Monday, 1 March 2010

The economics of cloud computing

What will the next big technology be? This column argues that “cloud computing” will have a dramatic effect on how we live our lives and how we do business. The economic impact of the diffusion of this technology could match that of telecommunication infrastructures in the ’70s and ’80s or the introduction of the internet in the ’90s. Once diffusion gathers apace, cloud computing could significantly boost GDP growth and could create around a million EU jobs within five years.

The new big thing of the IT world is “cloud computing”, a general purpose technology that could provide a fundamental contribution to promote efficiency in the private and public sectors and promote growth, competition, and business creation.

Cloud computing is an Internet-based technology (hence “cloud”) which stores information in servers and provides it as an on-demand service. The economic impact of cloud computing will be substantial on both households and companies.

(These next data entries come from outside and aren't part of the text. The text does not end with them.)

// Request routing and the hyper server loop

use std::convert::Infallible;
use std::future::Future;
use std::net::SocketAddr;

use hyper::service::{make_service_fn, service_fn};
use hyper::{Body, Method, Request, Response, Server, StatusCode};
use log::debug;

use super::model_manager::SharedAppState;
use super::response_helpers::{cors_preflight, json_error};
use super::routes::{health, predict};

/// Paths served by this service.
pub const ROUTE_PATHS: &[&str] = &["/predict", "/test"];

pub async fn handle_request(
    req: Request<Body>,
    state: SharedAppState,
) -> Result<Response<Body>, Infallible> {
    debug!("{} {}", req.method(), req.uri().path());

    match (req.method(), req.uri().path()) {
        (&Method::POST, "/predict") => predict::handle_predict(req, state).await,
        (&Method::OPTIONS, "/predict") => predict::handle_options().await,
        (&Method::GET, "/test") => health::handle_test(state).await,
        (&Method::OPTIONS, "/test") => Ok(cors_preflight()),
        (_, path) if ROUTE_PATHS.contains(&path) => Ok(json_error(
            StatusCode::METHOD_NOT_ALLOWED,
            "Method Not Allowed",
        )),
        _ => Ok(json_error(StatusCode::NOT_FOUND, "Not Found")),
    }
}

/// Bind `addr` and build the server future.
///
/// Returns the bound address (useful with port 0) and a future that runs
/// until `shutdown` resolves.
pub fn serve<F>(
    addr: SocketAddr,
    state: SharedAppState,
    shutdown: F,
) -> hyper::Result<(SocketAddr, impl Future<Output = hyper::Result<()>>)>
where
    F: Future<Output = ()> + Send + 'static,
{
    let make_svc = make_service_fn(move |_conn| {
        let state = state.clone();
        async move {
            Ok::<_, Infallible>(service_fn(move |req| handle_request(req, state.clone())))
        }
    });

    let server = Server::try_bind(&addr)?.serve(make_svc);
    let local_addr = server.local_addr();
    Ok((local_addr, server.with_graceful_shutdown(shutdown)))
}
// Route handler modules

pub mod health;
pub mod predict;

* On one side, consumers will be able to access all of their documents and data from any device (the home or work PC, the mobile phone, an internet point), as they already do for email services or social networks.
* On the other side, firms will be able to rent computing power (both hardware and software in their latest versions) and storage from a service provider, while paying on demand, as they already do for other inputs such as energy and electricity.

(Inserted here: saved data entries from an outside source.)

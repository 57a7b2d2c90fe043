//! Prediction output shapes.

/// Raw model output.
///
/// Single-output models return one value per row as a flat vector; multi-output
/// models return one vector per row.
#[derive(Debug, Clone, PartialEq)]
pub enum RawPrediction {
    Flat(Vec<f64>),
    Matrix(Vec<Vec<f64>>),
}

impl RawPrediction {
    pub fn ndim(&self) -> usize {
        match self {
            Self::Flat(_) => 1,
            Self::Matrix(_) => 2,
        }
    }

    /// Two-dimensional view of the output.
    ///
    /// A flat vector becomes a single row holding all of its values, so the
    /// caller can always index `rows[0]`.
    pub fn into_rows(self) -> Vec<Vec<f64>> {
        match self {
            Self::Flat(values) => vec![values],
            Self::Matrix(rows) => rows,
        }
    }
}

The former application will affect our lifestyles, but the latter will have a profound impact on the cost structure of all the industries. For instance, it can provide huge cost savings and greater efficiency in large areas of the public sector including hospitals and healthcare (especially to provide information and technologies in remote or poorer locations), education (especially for e-learning) and the activity of government agencies with periodic spikes in usage. Moreover, substantial positive externalities are expected because of energy savings: the improvement of energy efficiency may contribute to the reduction of total carbon emissions in a substantial way.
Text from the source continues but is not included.